La Diu ha sottolineato che le informazioni sottratte permettono di «identificare le caratteristiche e le limitazioni tecniche non solo del Knyaz Pozharsky, ma anche degli altri sottomarini del progetto 955A», che costituiscono la spina dorsale della flotta strategica del Nord. Se confermato, il colpo inflitto all’intelligence russa rievoca l’operazione “Spider’s Web” dello scorso giugno, quando droni ucraini colpirono gli aeroporti militari russi distruggendo diversi velivoli d’aviazione strategica, anch’essi parte della triade nucleare.

Lo scacchiere

Solamente pochi giorni fa, le marine militari di Mosca e Pechino conducevano esercitazioni antisommergibile nel Mar del Giappone, mentre, su ordine del presidente Trump, due sottomarini nucleari statunitensi venivano riposizionati in aree “appropriate”, in risposta a dichiarazioni provocatorie dell’ex presidente Dmitry Medvedev. In questo clima di escalation simbolica e strategica, la capacità operativa di penetrare nel cuore della deterrenza russa assume un peso che va oltre l’aspetto tecnico, impattando sulla credibilità della deterrenza antioccidentale.

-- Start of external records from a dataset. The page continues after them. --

use crate::call_desk::{CallDesk, TickerLease};
use crate::call_session::SessionSnapshot;
use crate::error::{AppError, CallError};

use axum::extract::ws::{Message, WebSocket};
use futures_util::{
    sink::SinkExt,
    stream::{SplitSink, SplitStream, StreamExt},
};
use std::sync::Arc;
use std::time::Duration;
use tokio::sync::{watch, Mutex};
use tokio::time::{interval_at, Instant};
use tracing::{debug, error, info, warn};

pub type SharedDesk = Arc<Mutex<CallDesk>>;

/// Start the selected call and, if it was idle, spawn the ticker that drives it.  The ticker is
/// spawned while the desk is still locked, so it can never observe the call before it started.
pub async fn start_call(desk: &SharedDesk, period: Duration) -> Result<SessionSnapshot, CallError> {
    let mut guard = desk.lock().await;
    let start = guard.start_call()?;
    if let Some(lease) = start.lease {
        tokio::spawn(run_call_ticker(desk.clone(), lease, period));
    }
    Ok(start.snapshot)
}

/// Task that advances the active call once per `period` until it is cancelled or the desk
/// rejects its epoch.
pub async fn run_call_ticker(desk: SharedDesk, lease: TickerLease, period: Duration) {
    let mut interval = interval_at(Instant::now() + period, period);
    debug!(epoch = lease.epoch, "call ticker started");
    loop {
        tokio::select! {
            _ = lease.cancel.cancelled() => break,
            _ = interval.tick() => {
                if !desk.lock().await.tick(lease.epoch) {
                    break;
                }
            }
        }
    }
    debug!(epoch = lease.epoch, "call ticker stopped");
}

/// Task that pushes every session snapshot to a live-feed websocket client.
pub async fn stream_snapshots(
    mut client_sink: SplitSink<WebSocket, Message>,
    mut updates: watch::Receiver<Option<SessionSnapshot>>,
) -> Result<(), AppError> {
    loop {
        let snapshot = updates.borrow_and_update().clone();
        let json = serde_json::to_string(&snapshot).map_err(|e| {
            error!(error=%e, "failed to serialize session snapshot");
            AppError("Failed to serialize session snapshot")
        })?;
        client_sink.send(Message::Text(json)).await.map_err(|e| {
            warn!(error=%e, "failed to send snapshot to live client");
            AppError("Failed to send snapshot to live client")
        })?;
        if updates.changed().await.is_err() {
            break Ok(());
        }
    }
}

/// Task that drains the client side of a live-feed websocket until it closes.
pub async fn drain_client(mut client_stream: SplitStream<WebSocket>) -> Result<(), AppError> {
    loop {
        match client_stream.next().await {
            Some(Ok(Message::Close(_))) | None => {
                info!("live client closed");
                break Ok(());
            }
            Some(Ok(_)) => continue,
            Some(Err(e)) => {
                warn!(error=%e, "failed to receive message from live client");
                break Err(AppError("Failed to receive message from live client"));
            }
        }
    }
}
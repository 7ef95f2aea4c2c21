use crate::call_session::SessionSnapshot;
use crate::error::{handle_error, CallError, ProfileError};
use crate::profile_types::{NewProfile, Profile, ProfileFilter, ProfileFilterParams};
use crate::status_log::StatusLogEntry;
use crate::tasks::{drain_client, start_call, stream_snapshots};
use crate::types::{AppState, LogQuery, VolumeRequest};

use axum::{
    extract::{
        rejection::{JsonRejection, QueryRejection},
        ws::{WebSocket, WebSocketUpgrade},
        Path, Query, State,
    },
    http::StatusCode,
    response::IntoResponse,
    Json,
};
use futures_util::stream::StreamExt;
use std::sync::Arc;
use tracing::{debug, info};
use uuid::Uuid;

pub async fn list_profiles(
    State(app_state): State<Arc<AppState>>,
    params: Result<Query<ProfileFilterParams>, QueryRejection>,
) -> Result<Json<Vec<Profile>>, ProfileError> {
    let Query(params) = params.map_err(|e| ProfileError::Validation(e.body_text()))?;
    let filter = ProfileFilter::try_from(params)?;
    let profiles = app_state.profiles.list(&filter).await;
    debug!(count = profiles.len(), filter=?filter, "listing profiles");
    Ok(Json(profiles))
}

pub async fn create_profile(
    State(app_state): State<Arc<AppState>>,
    payload: Result<Json<NewProfile>, JsonRejection>,
) -> Result<(StatusCode, Json<Profile>), ProfileError> {
    let Json(new_profile) = payload.map_err(|e| ProfileError::Validation(e.body_text()))?;
    let profile = app_state.profiles.insert(new_profile).await?;
    Ok((StatusCode::CREATED, Json(profile)))
}

pub async fn select_profile(
    State(app_state): State<Arc<AppState>>,
    Path(profile_id): Path<Uuid>,
) -> Result<Json<SessionSnapshot>, CallError> {
    let profile = app_state
        .profiles
        .get(profile_id)
        .await
        .ok_or(CallError::ProfileNotFound(profile_id))?;
    let snapshot = app_state.desk.lock().await.select_profile(&profile);
    Ok(Json(snapshot))
}

pub async fn get_call(State(app_state): State<Arc<AppState>>) -> Json<Option<SessionSnapshot>> {
    Json(app_state.desk.lock().await.snapshot())
}

pub async fn start(
    State(app_state): State<Arc<AppState>>,
) -> Result<Json<SessionSnapshot>, CallError> {
    start_call(&app_state.desk, app_state.config.tick_interval)
        .await
        .map(Json)
}

pub async fn end(State(app_state): State<Arc<AppState>>) -> Result<Json<SessionSnapshot>, CallError> {
    app_state.desk.lock().await.end_call().map(Json)
}

pub async fn toggle_recording(
    State(app_state): State<Arc<AppState>>,
) -> Result<Json<SessionSnapshot>, CallError> {
    app_state.desk.lock().await.toggle_recording().map(Json)
}

pub async fn toggle_mute(
    State(app_state): State<Arc<AppState>>,
) -> Result<Json<SessionSnapshot>, CallError> {
    app_state.desk.lock().await.toggle_mute().map(Json)
}

pub async fn set_volume(
    State(app_state): State<Arc<AppState>>,
    request: Result<Json<VolumeRequest>, JsonRejection>,
) -> Result<Json<SessionSnapshot>, CallError> {
    let Json(request) = request.map_err(|e| CallError::BadRequest(e.body_text()))?;
    app_state
        .desk
        .lock()
        .await
        .set_volume(request.volume)
        .map(Json)
}

pub async fn call_log(
    State(app_state): State<Arc<AppState>>,
    query: Result<Query<LogQuery>, QueryRejection>,
) -> Result<Json<Vec<StatusLogEntry>>, CallError> {
    let Query(query) = query.map_err(|e| CallError::BadRequest(e.body_text()))?;
    let desk = app_state.desk.lock().await;
    let entries = query
        .profile_id
        .or_else(|| desk.selected_profile_id())
        .map(|profile_id| desk.entries_for(profile_id))
        .unwrap_or_default();
    Ok(Json(entries))
}

pub async fn live_handler(
    ws: WebSocketUpgrade,
    State(app_state): State<Arc<AppState>>,
) -> impl IntoResponse {
    ws.on_upgrade(move |socket| live_socket_handler(socket, app_state))
}

async fn live_socket_handler(socket: WebSocket, app_state: Arc<AppState>) {
    let (client_sink, client_stream) = socket.split();
    let updates = app_state.desk.lock().await.subscribe();
    info!("live client connected");

    // Whichever side finishes first ends the feed.
    let res = tokio::select! {
        res = stream_snapshots(client_sink, updates) => res,
        res = drain_client(client_stream) => res,
    };
    if let Err(e) = res {
        handle_error(e).await;
    }
}
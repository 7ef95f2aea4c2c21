use axum::{
    http::StatusCode,
    response::{IntoResponse, Response},
    Json,
};
use serde_json::json;
use tracing::{error, warn};
use uuid::Uuid;

#[derive(Debug)]
pub struct AppError(pub &'static str);

impl std::fmt::Display for AppError {
    fn fmt(&self, f: &mut std::fmt::Formatter) -> std::fmt::Result {
        write!(f, "{}", self.0)
    }
}

impl std::error::Error for AppError {}

/// Rejections raised by call desk operations.  None of these leave the session modified.
#[derive(Debug, thiserror::Error, PartialEq, Eq)]
pub enum CallError {
    #[error("cannot {operation} while the call is {state}")]
    InvalidState {
        operation: &'static str,
        state: &'static str,
    },
    #[error("no profile selected")]
    NoProfileSelected,
    #[error("profile {0} not found")]
    ProfileNotFound(Uuid),
    #[error("{0}")]
    BadRequest(String),
}

#[derive(Debug, thiserror::Error, PartialEq, Eq)]
pub enum ProfileError {
    #[error("{0}")]
    Validation(String),
}

#[derive(Debug, thiserror::Error)]
pub enum ConfigError {
    #[error("{key} is not valid: {value:?}")]
    Invalid { key: &'static str, value: String },
}

fn message_response(status: StatusCode, message: String) -> Response {
    (status, Json(json!({ "message": message }))).into_response()
}

impl IntoResponse for CallError {
    fn into_response(self) -> Response {
        warn!(error=%self, "rejected call operation");
        let status = match self {
            CallError::InvalidState { .. } | CallError::NoProfileSelected => StatusCode::CONFLICT,
            CallError::ProfileNotFound(_) => StatusCode::NOT_FOUND,
            CallError::BadRequest(_) => StatusCode::BAD_REQUEST,
        };
        message_response(status, self.to_string())
    }
}

impl IntoResponse for ProfileError {
    fn into_response(self) -> Response {
        warn!(error=%self, "rejected profile");
        message_response(StatusCode::BAD_REQUEST, self.to_string())
    }
}

pub async fn handle_error(e: impl std::error::Error) {
    error!("ERROR: {e}")
}
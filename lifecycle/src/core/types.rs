//! Shared value types passed across hook boundaries.
//!
//! These types are the stable contract between the run controller and whatever
//! orchestration layer installs hooks. They carry no behavior beyond
//! construction helpers and must stay cheap to clone.

use std::collections::BTreeMap;
use std::fmt;
use std::str::FromStr;
use std::time::Duration;

use serde::{Deserialize, Serialize};
use serde_json::Value;

/// Open, string-keyed mapping attached to states, contexts and results.
pub type Metadata = BTreeMap<String, Value>;

/// Named arguments handed to a step body.
pub type StepInputs = BTreeMap<String, Value>;

/// Immutable view of the run handed to every hook.
///
/// Rebuilt before each hook call; holding one never blocks the run.
#[derive(Debug, Clone, PartialEq, Serialize, Deserialize)]
pub struct AgentState {
    /// Stable identifier of the persistent agent entity.
    pub agent_id: String,
    /// Identifier of the current run.
    pub session_id: String,
    /// Step in progress, or empty before the first step.
    pub current_step: String,
    pub metadata: Metadata,
}

/// Input to the start-of-step hook and to the step body.
#[derive(Debug, Clone, PartialEq, Serialize, Deserialize)]
pub struct StepContext {
    pub step_name: String,
    pub inputs: StepInputs,
    pub metadata: Metadata,
}

impl StepContext {
    pub fn new(step_name: impl Into<String>, inputs: StepInputs) -> Self {
        Self {
            step_name: step_name.into(),
            inputs,
            metadata: Metadata::new(),
        }
    }

    /// Look up a named input.
    pub fn input(&self, name: &str) -> Option<&Value> {
        self.inputs.get(name)
    }
}

/// Structured cause of a failed step.
#[derive(Debug, Clone, PartialEq, Eq, Serialize, Deserialize)]
pub struct StepError {
    /// Top-level error message.
    pub message: String,
    /// Messages of every underlying cause, outermost first.
    pub causes: Vec<String>,
}

impl StepError {
    pub fn from_anyhow(err: &anyhow::Error) -> Self {
        Self {
            message: err.to_string(),
            causes: err.chain().skip(1).map(ToString::to_string).collect(),
        }
    }
}

impl fmt::Display for StepError {
    fn fmt(&self, f: &mut fmt::Formatter<'_>) -> fmt::Result {
        f.write_str(&self.message)?;
        for cause in &self.causes {
            write!(f, ": {cause}")?;
        }
        Ok(())
    }
}

/// Input to the end-of-step hook.
///
/// Exactly one of `output` / `error` is populated; use [`StepResult::succeeded`]
/// and [`StepResult::failed`] to keep that invariant.
#[derive(Debug, Clone, PartialEq, Serialize, Deserialize)]
pub struct StepResult {
    pub step_name: String,
    pub output: Option<Value>,
    pub success: bool,
    pub error: Option<StepError>,
    pub duration: Duration,
    pub metadata: Metadata,
}

impl StepResult {
    pub fn succeeded(step_name: impl Into<String>, output: Value, duration: Duration) -> Self {
        Self {
            step_name: step_name.into(),
            output: Some(output),
            success: true,
            error: None,
            duration,
            metadata: Metadata::new(),
        }
    }

    pub fn failed(step_name: impl Into<String>, error: StepError, duration: Duration) -> Self {
        Self {
            step_name: step_name.into(),
            output: None,
            success: false,
            error: Some(error),
            duration,
            metadata: Metadata::new(),
        }
    }
}

/// Control decision produced by the interrupt hook.
///
/// The run controller relays the decision; acting on it is up to the agent.
#[derive(Debug, Clone, Copy, PartialEq, Eq, Hash, Serialize, Deserialize)]
#[serde(rename_all = "lowercase")]
pub enum InterruptDecision {
    Pause,
    Continue,
    Abort,
}

impl InterruptDecision {
    pub fn as_str(self) -> &'static str {
        match self {
            InterruptDecision::Pause => "pause",
            InterruptDecision::Continue => "continue",
            InterruptDecision::Abort => "abort",
        }
    }

    /// Canonical reply value for an interrupt hook.
    pub fn reply(self) -> Value {
        Value::String(self.as_str().to_string())
    }

    /// Parse the raw value returned by an interrupt hook.
    ///
    /// Only the exact lowercase decision names are accepted; anything else,
    /// including other spellings of a valid name, is `None`.
    pub fn from_reply(value: &Value) -> Option<Self> {
        value.as_str().and_then(|raw| raw.parse().ok())
    }

    /// Whether the agent should stop at its next step boundary.
    pub fn stops_run(self) -> bool {
        !matches!(self, InterruptDecision::Continue)
    }
}

impl FromStr for InterruptDecision {
    type Err = ();

    fn from_str(raw: &str) -> Result<Self, Self::Err> {
        match raw {
            "pause" => Ok(InterruptDecision::Pause),
            "continue" => Ok(InterruptDecision::Continue),
            "abort" => Ok(InterruptDecision::Abort),
            _ => Err(()),
        }
    }
}

impl fmt::Display for InterruptDecision {
    fn fmt(&self, f: &mut fmt::Formatter<'_>) -> fmt::Result {
        f.write_str(self.as_str())
    }
}

#[cfg(test)]
mod tests {
    use super::*;
    use anyhow::{Context, anyhow};
    use serde_json::json;

    #[test]
    fn decision_reply_requires_canonical_spelling() {
        assert_eq!(
            InterruptDecision::from_reply(&json!("pause")),
            Some(InterruptDecision::Pause)
        );
        assert_eq!(InterruptDecision::from_reply(&json!("PAUSE")), None);
        assert_eq!(InterruptDecision::from_reply(&json!("Continue")), None);
        assert_eq!(InterruptDecision::from_reply(&json!(" abort")), None);
        assert_eq!(
            InterruptDecision::from_reply(&InterruptDecision::Abort.reply()),
            Some(InterruptDecision::Abort)
        );
        assert_eq!(InterruptDecision::from_reply(&json!("stop")), None);
        assert_eq!(InterruptDecision::from_reply(&json!(1)), None);
        assert_eq!(InterruptDecision::from_reply(&Value::Null), None);
    }

    #[test]
    fn only_continue_keeps_the_run_going() {
        assert!(InterruptDecision::Pause.stops_run());
        assert!(InterruptDecision::Abort.stops_run());
        assert!(!InterruptDecision::Continue.stops_run());
    }

    #[test]
    fn step_error_keeps_the_cause_chain() {
        let err = Err::<(), _>(anyhow!("socket closed"))
            .context("fetch context")
            .unwrap_err();
        let step_err = StepError::from_anyhow(&err);
        assert_eq!(step_err.message, "fetch context");
        assert_eq!(step_err.causes, vec!["socket closed".to_string()]);
        assert_eq!(step_err.to_string(), "fetch context: socket closed");
    }

    #[test]
    fn step_result_constructors_populate_exactly_one_side() {
        let ok = StepResult::succeeded("plan", json!({"steps": 3}), Duration::ZERO);
        assert!(ok.success && ok.output.is_some() && ok.error.is_none());

        let failed = StepResult::failed(
            "plan",
            StepError {
                message: "boom".to_string(),
                causes: Vec::new(),
            },
            Duration::from_millis(5),
        );
        assert!(!failed.success && failed.output.is_none() && failed.error.is_some());
    }
}
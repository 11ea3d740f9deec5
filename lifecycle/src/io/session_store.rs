//! Session records persisted as `<state_dir>/<session_id>.json`.
//!
//! [`SessionRecorder`] keeps a record current through lifecycle hooks so a
//! paused run can be resumed later, skipping steps that already completed.

use std::collections::BTreeMap;
use std::fmt;
use std::fs;
use std::path::{Path, PathBuf};
use std::sync::{Arc, Mutex, MutexGuard, PoisonError};

use anyhow::{Context, Result, anyhow};
use chrono::Utc;
use serde::{Deserialize, Serialize};
use serde_json::Value;
use tracing::{debug, info};

use crate::core::hooks::Hooks;
use crate::core::types::{InterruptDecision, StepResult};
use crate::interrupt::reasons;
use crate::run::validate_id;

#[derive(Debug, Clone, Copy, PartialEq, Eq, Serialize, Deserialize)]
#[serde(rename_all = "snake_case")]
pub enum SessionStatus {
    InProgress,
    Paused,
    Completed,
    Aborted,
}

#[derive(Debug, Clone, PartialEq, Eq, Serialize, Deserialize)]
pub struct CompletedStep {
    pub step_name: String,
    pub completed_at: String,
    pub duration_ms: u64,
}

/// Persisted progress of one session.
#[derive(Debug, Clone, PartialEq, Serialize, Deserialize)]
pub struct SessionRecord {
    pub session_id: String,
    pub agent_id: String,
    pub status: SessionStatus,
    pub started_at: String,
    /// Step currently running, if any.
    pub current_step: Option<String>,
    pub completed_steps: Vec<CompletedStep>,
    /// Output of each completed step, keyed by step name (last run wins).
    pub step_outputs: BTreeMap<String, Value>,
    pub paused_at: Option<String>,
    pub resumed_at: Option<String>,
}

impl SessionRecord {
    pub fn new(session_id: &str, agent_id: &str) -> Self {
        Self {
            session_id: session_id.to_string(),
            agent_id: agent_id.to_string(),
            status: SessionStatus::InProgress,
            started_at: now(),
            current_step: None,
            completed_steps: Vec::new(),
            step_outputs: BTreeMap::new(),
            paused_at: None,
            resumed_at: None,
        }
    }

    pub fn is_completed(&self, step_name: &str) -> bool {
        self.completed_steps
            .iter()
            .any(|step| step.step_name == step_name)
    }
}

/// Path of the record for `session_id` under `state_dir`.
pub fn session_path(state_dir: &Path, session_id: &str) -> Result<PathBuf> {
    validate_id(session_id).context("session id")?;
    Ok(state_dir.join(format!("{session_id}.json")))
}

pub fn load_session(path: &Path) -> Result<SessionRecord> {
    debug!(path = %path.display(), "loading session record");
    let contents =
        fs::read_to_string(path).with_context(|| format!("read session {}", path.display()))?;
    let record: SessionRecord = serde_json::from_str(&contents)
        .with_context(|| format!("parse session {}", path.display()))?;
    Ok(record)
}

pub fn write_session(path: &Path, record: &SessionRecord) -> Result<()> {
    debug!(path = %path.display(), status = ?record.status, "writing session record");
    let mut buf = serde_json::to_string_pretty(record)?;
    buf.push('\n');
    super::write_atomic(path, &buf)
}

struct Inner {
    path: PathBuf,
    record: SessionRecord,
}

impl Inner {
    fn save(&self) -> Result<()> {
        write_session(&self.path, &self.record)
    }
}

/// Hook provider that mirrors run progress into a [`SessionRecord`].
#[derive(Clone)]
pub struct SessionRecorder {
    inner: Arc<Mutex<Inner>>,
}

impl fmt::Debug for SessionRecorder {
    fn fmt(&self, f: &mut fmt::Formatter<'_>) -> fmt::Result {
        let inner = self.lock();
        f.debug_struct("SessionRecorder")
            .field("path", &inner.path)
            .field("session_id", &inner.record.session_id)
            .field("status", &inner.record.status)
            .finish()
    }
}

impl SessionRecorder {
    /// Load the record for `session_id`, or create and persist a fresh one.
    pub fn open(state_dir: &Path, session_id: &str, agent_id: &str) -> Result<Self> {
        let path = session_path(state_dir, session_id)?;
        let record = if path.exists() {
            let record = load_session(&path)?;
            if record.agent_id != agent_id {
                return Err(anyhow!(
                    "session '{session_id}' belongs to agent '{}', not '{agent_id}'",
                    record.agent_id
                ));
            }
            record
        } else {
            let record = SessionRecord::new(session_id, agent_id);
            write_session(&path, &record)?;
            record
        };
        Ok(Self {
            inner: Arc::new(Mutex::new(Inner { path, record })),
        })
    }

    fn lock(&self) -> MutexGuard<'_, Inner> {
        self.inner.lock().unwrap_or_else(PoisonError::into_inner)
    }

    pub fn path(&self) -> PathBuf {
        self.lock().path.clone()
    }

    pub fn record(&self) -> SessionRecord {
        self.lock().record.clone()
    }

    pub fn completed_steps(&self) -> Vec<String> {
        self.lock()
            .record
            .completed_steps
            .iter()
            .map(|step| step.step_name.clone())
            .collect()
    }

    pub fn step_output(&self, step_name: &str) -> Option<Value> {
        self.lock().record.step_outputs.get(step_name).cloned()
    }

    /// Move a paused session back to in-progress.
    pub fn resume(&self) -> Result<SessionRecord> {
        let mut inner = self.lock();
        if inner.record.status != SessionStatus::Paused {
            return Err(anyhow!(
                "cannot resume session '{}': status is {:?}, expected paused",
                inner.record.session_id,
                inner.record.status
            ));
        }
        inner.record.status = SessionStatus::InProgress;
        inner.record.resumed_at = Some(now());
        inner.save()?;
        info!(session_id = %inner.record.session_id, "session resumed");
        Ok(inner.record.clone())
    }

    /// Record a terminal or paused status.
    pub fn set_status(&self, status: SessionStatus) -> Result<()> {
        let mut inner = self.lock();
        inner.record.status = status;
        if status == SessionStatus::Paused && inner.record.paused_at.is_none() {
            inner.record.paused_at = Some(now());
        }
        inner.save()
    }

    /// Fill the step-start, step-end and interrupt slots of `hooks`.
    ///
    /// The handlers are also public so they can share a slot with another
    /// provider inside one composed hook.
    pub fn install(&self, hooks: Hooks) -> Hooks {
        let on_start = self.clone();
        let on_end = self.clone();
        let on_interrupt = self.clone();
        hooks
            .on_step_start(move |_, context| on_start.step_started(&context.step_name))
            .on_step_end(move |_, result| on_end.step_ended(result))
            .on_interrupt_signal(move |_, reason, _| on_interrupt.interrupted(reason))
    }

    pub fn step_started(&self, step_name: &str) -> Result<()> {
        let mut inner = self.lock();
        inner.record.current_step = Some(step_name.to_string());
        inner.save()
    }

    /// Failed steps leave the record untouched.
    pub fn step_ended(&self, result: &StepResult) -> Result<()> {
        if !result.success {
            return Ok(());
        }
        let mut inner = self.lock();
        inner.record.completed_steps.push(CompletedStep {
            step_name: result.step_name.clone(),
            completed_at: now(),
            duration_ms: result.duration.as_millis() as u64,
        });
        if let Some(output) = &result.output {
            inner
                .record
                .step_outputs
                .insert(result.step_name.clone(), output.clone());
        }
        inner.record.current_step = None;
        inner.save()
    }

    /// `user_interrupt` pauses, `error` aborts, anything else continues.
    pub fn interrupted(&self, reason: &str) -> Result<Value> {
        let decision = match reason {
            reasons::USER_INTERRUPT => InterruptDecision::Pause,
            reasons::ERROR => InterruptDecision::Abort,
            _ => return Ok(InterruptDecision::Continue.reply()),
        };
        let mut inner = self.lock();
        match decision {
            InterruptDecision::Pause => {
                inner.record.status = SessionStatus::Paused;
                inner.record.paused_at = Some(now());
            }
            _ => inner.record.status = SessionStatus::Aborted,
        }
        inner.save()?;
        info!(
            session_id = %inner.record.session_id,
            completed = inner.record.completed_steps.len(),
            %decision,
            "session state saved after interrupt"
        );
        Ok(decision.reply())
    }
}

fn now() -> String {
    Utc::now().to_rfc3339()
}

L’eco geopolitico dell’operazione assume ancora più valore perché all’interno dello scenario Artico, nel quale Mosca da oltre un decennio sta ampliando la propria sfera d’influenza, vengono tracciati corridoi logistici che riducono la dipendenza da snodi controllati da potenze straniere. Contemporaneamente, la regione è un tesoro di idrocarburi, gas e minerali che il Cremlino punta a sfruttare, anche in competizione silenziosa con la Cina, che nel 2018 ha lanciato la propria “Via della Seta Artica”.

La Flotta del Nord, che gestisce i sottomarini Borei, è il cardine di questa strategia. Le sue regolari pattuglie, sotto i ghiacci e le esercitazioni in condizioni estreme, servono a dimostrare la capacità russa di proiettare potenza e di mantenere un deterrente credibile anche nelle aree più remote del pianeta. Per Putin, la triade nucleare resta la garanzia della sovranità russa, come ha dichiarato anche durate il varo del Knyaz Pozharsky, annunciando anche l’arrivo di sei nuovi sottomarini nucleari entro il 2030, dotati di droni subacquei a propulsione nucleare Poseidon.

L’operazione ucraina assume così un valore differente, capace di minare il mito dell’invulnerabilità nucleare russa e di esporre le fragilità di un gigante che fa del potere militare imperiale la propria narrativa identitaria.